Jobseekers have evolved from simply finding and applying for jobs, now leveraging and positioning themselves as top talent using social networking and social media tools. How long will job boards continue to ride the declining “financial wave,” ignoring what jobseekers really want and need in a job-search tool? The longer job boards stay oblivious, the more opportunity is given to job aggregators [and others] to woe a profitable audience.
Job boards are in a predicament— evolve to stay useful and relevant, or jobseekers will set their sights elsewhere.
Aggregators undoubtedly seem more in tune with jobseekers, and just may be leaving older, but not wiser, sites like Monster and CareerBuilder in the dust. Take SimplyHired, for example. A virtual newcomer, going beta in 2005, SimplyHired is no stranger to providing jobseekers with what they want and need, which probably accounts for the company’s continued revenue growth — while job boards struggle.

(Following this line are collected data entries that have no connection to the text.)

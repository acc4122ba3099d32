//! RGBA colour with CSS-style hex parsing.
//!
//! Palette entries are written as `#rrggbb` (or `#rrggbbaa`) in config
//! files and carried as normalised floats everywhere else.

use bytemuck::{Pod, Zeroable};
use serde::{Deserialize, Serialize};

use crate::error::ConfigError;

/// RGBA color.
#[repr(C)]
#[derive(Debug, Clone, Copy, PartialEq, Pod, Zeroable, Serialize, Deserialize)]
#[serde(try_from = "String", into = "String")]
pub struct Color {
    /// Red component (0-1).
    pub r: f32,
    /// Green component (0-1).
    pub g: f32,
    /// Blue component (0-1).
    pub b: f32,
    /// Alpha component (0-1).
    pub a: f32,
}

impl Color {
    /// Solid white.
    pub const WHITE: Self = Self::rgba(1.0, 1.0, 1.0, 1.0);

    /// Creates a color from RGBA values (0-1).
    #[must_use]
    pub const fn rgba(r: f32, g: f32, b: f32, a: f32) -> Self {
        Self { r, g, b, a }
    }

    /// Creates a color from a packed `0xRRGGBB` value with full alpha.
    #[must_use]
    pub fn from_rgb_u32(rgb: u32) -> Self {
        Self::rgba(
            channel(rgb >> 16),
            channel(rgb >> 8),
            channel(rgb),
            1.0,
        )
    }

    /// Parses `#rrggbb` or `#rrggbbaa` (the leading `#` is optional).
    ///
    /// # Errors
    ///
    /// Returns [`ConfigError::InvalidColor`] for anything else.
    pub fn parse_hex(text: &str) -> Result<Self, ConfigError> {
        let digits = text.trim().trim_start_matches('#');
        let invalid = || ConfigError::InvalidColor(text.to_owned());

        if !digits.chars().all(|c| c.is_ascii_hexdigit()) {
            return Err(invalid());
        }
        let packed = u32::from_str_radix(digits, 16).map_err(|_| invalid())?;

        match digits.len() {
            6 => Ok(Self::from_rgb_u32(packed)),
            8 => Ok(Self::from_rgb_u32(packed >> 8).with_alpha(channel(packed))),
            _ => Err(invalid()),
        }
    }

    /// Formats as `#rrggbb`, or `#rrggbbaa` when not fully opaque.
    #[must_use]
    pub fn to_hex(self) -> String {
        let [r, g, b, a] = self.to_array().map(to_byte);
        if a == 0xFF {
            format!("#{r:02x}{g:02x}{b:02x}")
        } else {
            format!("#{r:02x}{g:02x}{b:02x}{a:02x}")
        }
    }

    /// Returns a new color with different alpha.
    #[must_use]
    pub const fn with_alpha(self, a: f32) -> Self {
        Self::rgba(self.r, self.g, self.b, a)
    }

    /// Converts to array format.
    #[must_use]
    pub const fn to_array(self) -> [f32; 4] {
        [self.r, self.g, self.b, self.a]
    }
}

impl Default for Color {
    fn default() -> Self {
        Self::WHITE
    }
}

impl TryFrom<String> for Color {
    type Error = ConfigError;

    fn try_from(value: String) -> Result<Self, Self::Error> {
        Self::parse_hex(&value)
    }
}

impl From<Color> for String {
    fn from(color: Color) -> Self {
        color.to_hex()
    }
}

fn channel(bits: u32) -> f32 {
    f32::from(u8::try_from(bits & 0xFF).unwrap_or(u8::MAX)) / 255.0
}

#[allow(clippy::cast_possible_truncation, clippy::cast_sign_loss)]
fn to_byte(value: f32) -> u8 {
    (value.clamp(0.0, 1.0) * 255.0).round() as u8
}
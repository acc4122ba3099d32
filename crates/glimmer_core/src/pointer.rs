//! Pointer tracking for speed measurement.
//!
//! Keeps exactly two samples: where the pointer is now, and where it was
//! at the start of the current tick.

use glimmer_shared::Vec2;

/// Current and previous pointer sample.
#[derive(Debug, Clone, Copy, Default, PartialEq)]
pub struct PointerTracker {
    /// Latest reported position.
    current: Option<Vec2>,
    /// Position at the last [`PointerTracker::advance`].
    previous: Option<Vec2>,
}

impl PointerTracker {
    /// Creates an unseeded tracker.
    #[must_use]
    pub const fn new() -> Self {
        Self {
            current: None,
            previous: None,
        }
    }

    /// Records a pointer position. Several moves within one tick collapse
    /// into the latest.
    ///
    /// The very first sample seeds both cells, so the jump from "nowhere"
    /// never reads as movement.
    pub fn set_position(&mut self, position: Vec2) {
        if self.previous.is_none() {
            self.previous = Some(position);
        }
        self.current = Some(position);
    }

    /// Distance moved since the last [`PointerTracker::advance`].
    #[must_use]
    pub fn speed(&self) -> f32 {
        match (self.current, self.previous) {
            (Some(current), Some(previous)) => current.distance(previous),
            _ => 0.0,
        }
    }

    /// Latest position, if the pointer was ever seen.
    #[must_use]
    pub const fn position(&self) -> Option<Vec2> {
        self.current
    }

    /// Ends the tick: previous ← current.
    pub fn advance(&mut self) {
        self.previous = self.current;
    }

    /// Forgets both samples.
    pub fn reset(&mut self) {
        *self = Self::new();
    }
}
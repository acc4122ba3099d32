//! # Tuned Trail Constants
//!
//! Defaults for [`crate::TrailConfig`]. These were tuned by eye, not
//! derived; every one of them can be overridden from a config file.
//!
//! Units: pixels, ticks (one tick = one displayed frame).

// =============================================================================
// SPAWNING
// =============================================================================

/// Pointer speed (px/tick) that must be exceeded before anything spawns.
pub const SPAWN_THRESHOLD: f32 = 2.0;

/// Ceiling on simultaneously live particles.
pub const MAX_PARTICLES: usize = 80;

/// Largest ceiling a config may ask for. The link pass is O(n²).
pub const MAX_PARTICLES_LIMIT: usize = 10_000;

/// Particles spawned per px/tick of pointer speed (before flooring).
pub const SPAWN_COUNT_FACTOR: f32 = 0.3;

/// Hard cap on particles spawned in a single tick.
pub const MAX_SPAWN_PER_TICK: u32 = 4;

/// Full width of the square spawn jitter around the pointer (±half).
pub const SPAWN_JITTER: f32 = 10.0;

/// Initial particle speed per px/tick of pointer speed.
pub const SPEED_FACTOR: f32 = 0.15;

/// Upper bound on the base initial speed before random scaling.
pub const MAX_BASE_SPEED: f32 = 3.0;

/// Random speed multiplier range, `[min, max)`.
pub const SPEED_SCALE_MIN: f32 = 0.5;
/// See [`SPEED_SCALE_MIN`].
pub const SPEED_SCALE_MAX: f32 = 2.5;

/// Upper bound of the random upward kick added at spawn.
pub const UPWARD_KICK: f32 = 0.5;

/// Lifetime range in ticks, `[min, max)`.
pub const LIFETIME_MIN: u32 = 20;
/// See [`LIFETIME_MIN`].
pub const LIFETIME_MAX: u32 = 60;

/// Base radius range in pixels, `[min, max)`.
pub const SIZE_MIN: f32 = 1.0;
/// See [`SIZE_MIN`].
pub const SIZE_MAX: f32 = 4.0;

// =============================================================================
// PHYSICS
// =============================================================================

/// Downward acceleration in px/tick².
pub const GRAVITY: f32 = 0.02;

/// Multiplicative velocity damping applied every tick.
pub const FRICTION: f32 = 0.98;

// =============================================================================
// PROXIMITY LINKS
// =============================================================================

/// Particles closer than this (px) get a connecting line.
pub const LINK_RADIUS: f32 = 60.0;

/// Alpha of a link between two touching, full-life particles.
pub const LINK_MAX_ALPHA: f32 = 0.2;

/// Link stroke width in pixels.
pub const LINK_WIDTH: f32 = 0.5;

// =============================================================================
// GLOW
// =============================================================================

/// Alpha multiplier of the core disc.
pub const CORE_ALPHA: f32 = 0.8;

/// Blur radius of the core disc.
pub const CORE_BLUR: f32 = 12.0;

/// Alpha multiplier of the halo disc.
pub const HALO_ALPHA: f32 = 0.3;

/// Blur radius of the halo disc.
pub const HALO_BLUR: f32 = 20.0;

/// Halo radius relative to the core radius.
pub const HALO_SCALE: f32 = 2.5;

// =============================================================================
// SURFACE
// =============================================================================

/// Stacking layer of the overlay surface (above page content).
pub const OVERLAY_LAYER: i32 = 60;

/// Neon palette, packed `0xRRGGBB`.
pub const PALETTE: [u32; 4] = [0x00_ff_88, 0x00_d4_ff, 0xff_00_ff, 0xff_dd_00];
//! Proximity pass: which pairs of particles get a connecting line.
//!
//! Brute force over all unordered pairs. With the default ceiling of 80
//! that is at most 3160 distance checks per tick.

use crate::particle::Particle;

/// A line between two live particles.
#[derive(Debug, Clone, Copy, PartialEq)]
pub struct Link {
    /// Index of the first particle (always `< b`).
    pub a: usize,
    /// Index of the second particle.
    pub b: usize,
    /// Euclidean distance between them (px).
    pub distance: f32,
    /// `(1 - distance / radius) * min(opacity_a, opacity_b)`, in `[0, 1]`.
    pub strength: f32,
}

/// Fills `out` with every pair strictly closer than `radius`.
///
/// `out` is cleared first so callers can reuse one buffer across ticks.
pub fn find_links(particles: &[Particle], radius: f32, out: &mut Vec<Link>) {
    out.clear();
    if radius.is_nan() || radius <= 0.0 {
        return;
    }

    let radius_sq = radius * radius;
    for (a, first) in particles.iter().enumerate() {
        for (offset, second) in particles[a + 1..].iter().enumerate() {
            let distance_sq = first.position().distance_squared(second.position());
            if distance_sq >= radius_sq {
                continue;
            }

            let distance = distance_sq.sqrt();
            let fade = first.opacity().min(second.opacity());
            out.push(Link {
                a,
                b: a + 1 + offset,
                distance,
                strength: (1.0 - distance / radius) * fade,
            });
        }
    }
}

#[cfg(test)]
mod tests {
    use super::*;
    use glimmer_shared::{Color, Vec2};

    fn at(x: f32, y: f32) -> Particle {
        Particle::new(Vec2::new(x, y), Vec2::ZERO, 10, 1.0, Color::WHITE)
    }

    #[test]
    fn test_links_only_close_pairs() {
        // Pair 1: 30 px apart. Pair 2: 90 px apart, far from pair 1.
        let particles = vec![
            at(0.0, 0.0),
            at(30.0, 0.0),
            at(1000.0, 1000.0),
            at(1090.0, 1000.0),
        ];
        let mut links = Vec::new();
        find_links(&particles, 60.0, &mut links);

        assert_eq!(links.len(), 1);
        assert_eq!((links[0].a, links[0].b), (0, 1));
        assert_eq!(links[0].distance, 30.0);
        assert!((links[0].strength - 0.5).abs() < 1e-6);
    }

    #[test]
    fn test_radius_is_exclusive() {
        let particles = vec![at(0.0, 0.0), at(60.0, 0.0)];
        let mut links = Vec::new();
        find_links(&particles, 60.0, &mut links);
        assert!(links.is_empty());
    }

    #[test]
    fn test_nan_radius_links_nothing() {
        let particles = vec![at(0.0, 0.0), at(1.0, 0.0), at(2.0, 0.0)];
        let mut links = Vec::new();
        find_links(&particles, f32::NAN, &mut links);
        assert!(links.is_empty());
    }

    #[test]
    fn test_strength_uses_weaker_particle() {
        let mut faded = at(0.0, 0.0);
        let still = glimmer_shared::PhysicsConfig {
            gravity: 0.0,
            friction: 1.0,
            damp_vertical: false,
        };
        for _ in 0..5 {
            faded.step(&still); // opacity 0.5
        }
        let particles = vec![faded, at(0.0, 0.0)];
        let mut links = Vec::new();
        find_links(&particles, 60.0, &mut links);

        assert_eq!(links.len(), 1);
        assert!((links[0].strength - 0.5).abs() < 1e-6);
    }

    #[test]
    fn test_every_unordered_pair_once() {
        let particles: Vec<_> = (0..10).map(|i| at(i as f32, 0.0)).collect();
        let mut links = vec![Link { a: 9, b: 9, distance: 0.0, strength: 0.0 }];
        find_links(&particles, 60.0, &mut links);

        assert_eq!(links.len(), 45); // 10 choose 2, stale entry cleared
        assert!(links.iter().all(|l| l.a < l.b));
    }
}
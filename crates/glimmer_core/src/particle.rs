//! A single decaying, moving point of the trail.

use glimmer_shared::{Color, PhysicsConfig, Vec2};

/// One live particle.
///
/// `size`, `max_age` and `color` are fixed at creation. Only position,
/// velocity and age change, once per tick, in [`Particle::step`].
#[derive(Debug, Clone, PartialEq)]
pub struct Particle {
    /// Screen position (px).
    position: Vec2,
    /// Velocity (px/tick).
    velocity: Vec2,
    /// Remaining lifetime in ticks.
    age: u32,
    /// Lifetime at creation in ticks, never zero.
    max_age: u32,
    /// Base radius (px).
    size: f32,
    /// Palette entry.
    color: Color,
    /// Cached `age / max_age`.
    opacity: f32,
}

impl Particle {
    /// Creates a particle at full life.
    ///
    /// A `max_age` of zero is bumped to one tick.
    #[must_use]
    pub fn new(position: Vec2, velocity: Vec2, max_age: u32, size: f32, color: Color) -> Self {
        let max_age = max_age.max(1);
        Self {
            position,
            velocity,
            age: max_age,
            max_age,
            size,
            color,
            opacity: 1.0,
        }
    }

    /// Advances one tick and reports whether the particle survives.
    ///
    /// Order: move by velocity, apply gravity, apply friction, age by one.
    pub fn step(&mut self, physics: &PhysicsConfig) -> bool {
        self.position += self.velocity;
        self.velocity.y += physics.gravity;
        self.velocity.x *= physics.friction;
        if physics.damp_vertical {
            self.velocity.y *= physics.friction;
        }

        self.age = self.age.saturating_sub(1);
        self.opacity = self.life_fraction();
        self.is_alive()
    }

    /// `age / max_age`, clamped to `[0, 1]`.
    #[must_use]
    #[allow(clippy::cast_precision_loss)]
    pub fn life_fraction(&self) -> f32 {
        (self.age as f32 / self.max_age as f32).clamp(0.0, 1.0)
    }

    /// Still has ticks left?
    #[inline]
    #[must_use]
    pub const fn is_alive(&self) -> bool {
        self.age > 0
    }

    /// Current position.
    #[inline]
    #[must_use]
    pub const fn position(&self) -> Vec2 {
        self.position
    }

    /// Current velocity.
    #[inline]
    #[must_use]
    pub const fn velocity(&self) -> Vec2 {
        self.velocity
    }

    /// Remaining ticks.
    #[inline]
    #[must_use]
    pub const fn age(&self) -> u32 {
        self.age
    }

    /// Lifetime at creation.
    #[inline]
    #[must_use]
    pub const fn max_age(&self) -> u32 {
        self.max_age
    }

    /// Base radius.
    #[inline]
    #[must_use]
    pub const fn size(&self) -> f32 {
        self.size
    }

    /// Palette colour.
    #[inline]
    #[must_use]
    pub const fn color(&self) -> Color {
        self.color
    }

    /// Opacity as of the last tick.
    #[inline]
    #[must_use]
    pub const fn opacity(&self) -> f32 {
        self.opacity
    }
}
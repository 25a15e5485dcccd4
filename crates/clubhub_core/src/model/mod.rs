//! Club directory domain model.
//!
//! # Responsibility
//! - Define the club, member, user, review and event entities.
//! - Enforce cross-entity consistency rules in memory, without I/O.
//!
//! # Invariants
//! - Every entity is identified by a stable, non-nil UUID and compares
//!   equal by identity only.
//! - Entities reference each other by id; the club owns its members, news
//!   and reviews, users own only their membership and feedback indexes.
//! - Every entity round-trips through its `*Document` shape, re-running
//!   constructor validation on the way back in.

pub mod actor;
pub mod club;
pub mod error;
pub mod event;
pub mod member;
pub mod review;
pub mod role;
pub mod user;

Some believe job boards have one fundamental flaw. While they focus too heavily on job delivery, sponsored ads, visual presentation, and resume collection, jobseekers are shifting to social platforms. Although job boards are using social media to promote their boards, they are missing that jobseekers need social networking functionality too as part of the job-search experience — not a separate entity, but an inclusive entity. Simply put, one way for job boards to compete is to embrace social media into their fold of offerings.
SimplyHired’s recent addition of LinkedIn into its offerings is certainly a feature that puts job-search on a new level. Take the following example for instance. Conducting a basic search for a Chief Executive Officer position within New York City returns a number of sponsored and organic jobs to peruse.
Jobseekers can now take their search one step further. Using SimplyHired’s new feature, Who Do I Know? on LinkedIn, a jobseeker can identify those within their LinkedIn network that coincide with current job openings.
After selecting Who Do I Know?, I quickly identify the name of the HR Director at Marsh in New York City for a Chief Marketing Officer position. For jobseekers, this information is very important and useful.
A small step forward to helping jobseekers, sure, but there is much room to grow. My hope is job boards recognize the need for evolution, to avoid being outdated job-search technology in a next generation job-search world.